Encarou-a de frente e disse…
“Nunca é tarde para o amor! Espero vir a ter o prazer de lhe proporcionar um cenário idêntico, senhorita…”
“Eva!” sussurrou…
“Que não seja apenas pela beleza do acontecimento! Espero que se amem de verdade e sejam felizes para sempre.”
“Eva!” repetiu o decorador. “Belo nome!” e saiu para o exterior, dirigindo-se à viatura que estava estacionada no meio do adro. Ligou o motor e seguiu viagem de imediato.
Os convidados começaram a chegar, entretanto. A cerimónia religiosa devia estar marcada para as doze e trinta.
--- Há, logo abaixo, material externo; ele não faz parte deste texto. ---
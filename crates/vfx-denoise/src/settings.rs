//! Per-instance settings.
//!
//! The host persists each filter instance's settings as an opaque key/value
//! blob. The filter reads it through [`SettingsStore`]; [`MemorySettings`]
//! is an in-memory store for hosts without one and for tests.

use std::collections::BTreeMap;

use serde::{Deserialize, Serialize};

use crate::provider::KEY_PROVIDER;
use crate::{DenoiseResult, ProviderId};

/// Current settings schema version.
pub const SCHEMA_VERSION: u64 = 1;

/// Integer-valued settings access.
pub trait SettingsStore {
    /// Value of `key`, 0 when unset.
    fn get_int(&self, key: &str) -> i64;

    fn set_int(&mut self, key: &str, value: i64);
}

/// Settings held in memory.
#[derive(Debug, Clone, Default, PartialEq, Eq, Serialize, Deserialize)]
#[serde(transparent)]
pub struct MemorySettings(BTreeMap<String, i64>);

impl MemorySettings {
    pub fn new() -> Self {
        Self::default()
    }

    /// Settings selecting `provider`.
    pub fn with_provider(provider: ProviderId) -> Self {
        let mut settings = Self::new();
        set_provider(&mut settings, provider);
        settings
    }

    pub fn from_yaml_str(yaml: &str) -> DenoiseResult<Self> {
        Ok(serde_yaml::from_str(yaml)?)
    }

    pub fn to_yaml_string(&self) -> DenoiseResult<String> {
        Ok(serde_yaml::to_string(self)?)
    }
}

impl SettingsStore for MemorySettings {
    fn get_int(&self, key: &str) -> i64 {
        self.0.get(key).copied().unwrap_or(0)
    }

    fn set_int(&mut self, key: &str, value: i64) {
        self.0.insert(key.to_string(), value);
    }
}

/// Requested provider. An unset key means `Automatic`.
pub fn provider(store: &dyn SettingsStore) -> DenoiseResult<ProviderId> {
    ProviderId::from_raw(store.get_int(KEY_PROVIDER))
}

pub fn set_provider(store: &mut dyn SettingsStore, provider: ProviderId) {
    store.set_int(KEY_PROVIDER, provider.raw());
}

/// Write default values. Every key's default is its unset value.
pub fn defaults(_store: &mut dyn SettingsStore) {}

/// Upgrade settings written by schema `version`. Nothing has changed since
/// version 1.
pub fn migrate(_store: &mut dyn SettingsStore, _version: u64) {}

#[cfg(test)]
mod tests {
    use super::*;
    use crate::DenoiseError;

    #[test]
    fn test_unset_is_automatic() {
        assert_eq!(provider(&MemorySettings::new()).unwrap(), ProviderId::Automatic);
    }

    #[test]
    fn test_provider_round_trip() {
        let settings = MemorySettings::with_provider(ProviderId::NvidiaVideoNoiseRemoval);
        assert_eq!(settings.get_int("Filter.VideoDenoising.Provider"), 1);
        assert_eq!(provider(&settings).unwrap(), ProviderId::NvidiaVideoNoiseRemoval);
    }

    #[test]
    fn test_unknown_provider_value() {
        let mut settings = MemorySettings::new();
        settings.set_int(KEY_PROVIDER, 42);
        assert!(matches!(provider(&settings), Err(DenoiseError::MissingConversion(42))));
    }

    #[test]
    fn test_yaml_blob() {
        let settings = MemorySettings::from_yaml_str("Filter.VideoDenoising.Provider: 1\n").unwrap();
        assert_eq!(provider(&settings).unwrap(), ProviderId::NvidiaVideoNoiseRemoval);
        let yaml = settings.to_yaml_string().unwrap();
        assert!(yaml.contains("Filter.VideoDenoising.Provider: 1"));
    }

    #[test]
    fn test_defaults_and_migrate_leave_blob_alone() {
        let mut settings = MemorySettings::with_provider(ProviderId::NvidiaVideoNoiseRemoval);
        let before = settings.clone();
        defaults(&mut settings);
        migrate(&mut settings, SCHEMA_VERSION);
        assert_eq!(settings, before);
    }
}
Eva perguntou à mãe se não se importava que ficassem mais um pouco. Queria ver a noiva. Estaria, com certeza, radiante num longo vestido branco, com véu e grinalda e um maravilhoso bouquet de rosas brancas…
Admirou aquela que o decorador lhe oferecera.
Era tão bonita!
Aproximou-a do nariz para lhe sentir o odor e a frescura. Naquele momento, prometeu a si mesma:
“Se um dia tiver a possibilidade de viver um momento análogo, serão rosas brancas a polvilhar de perfume as minhas mãos!”
Apesar de convicta na sua decisão, não queria pensar excessivamente em coisas que não dependiam apenas de si.
Francisco não era constante e também nunca tinham falado sobre o assunto.
Criar demasiadas expetativas, era fazê-la sonhar e, na sua idade, sonhar o irrealizável seria perda de tempo.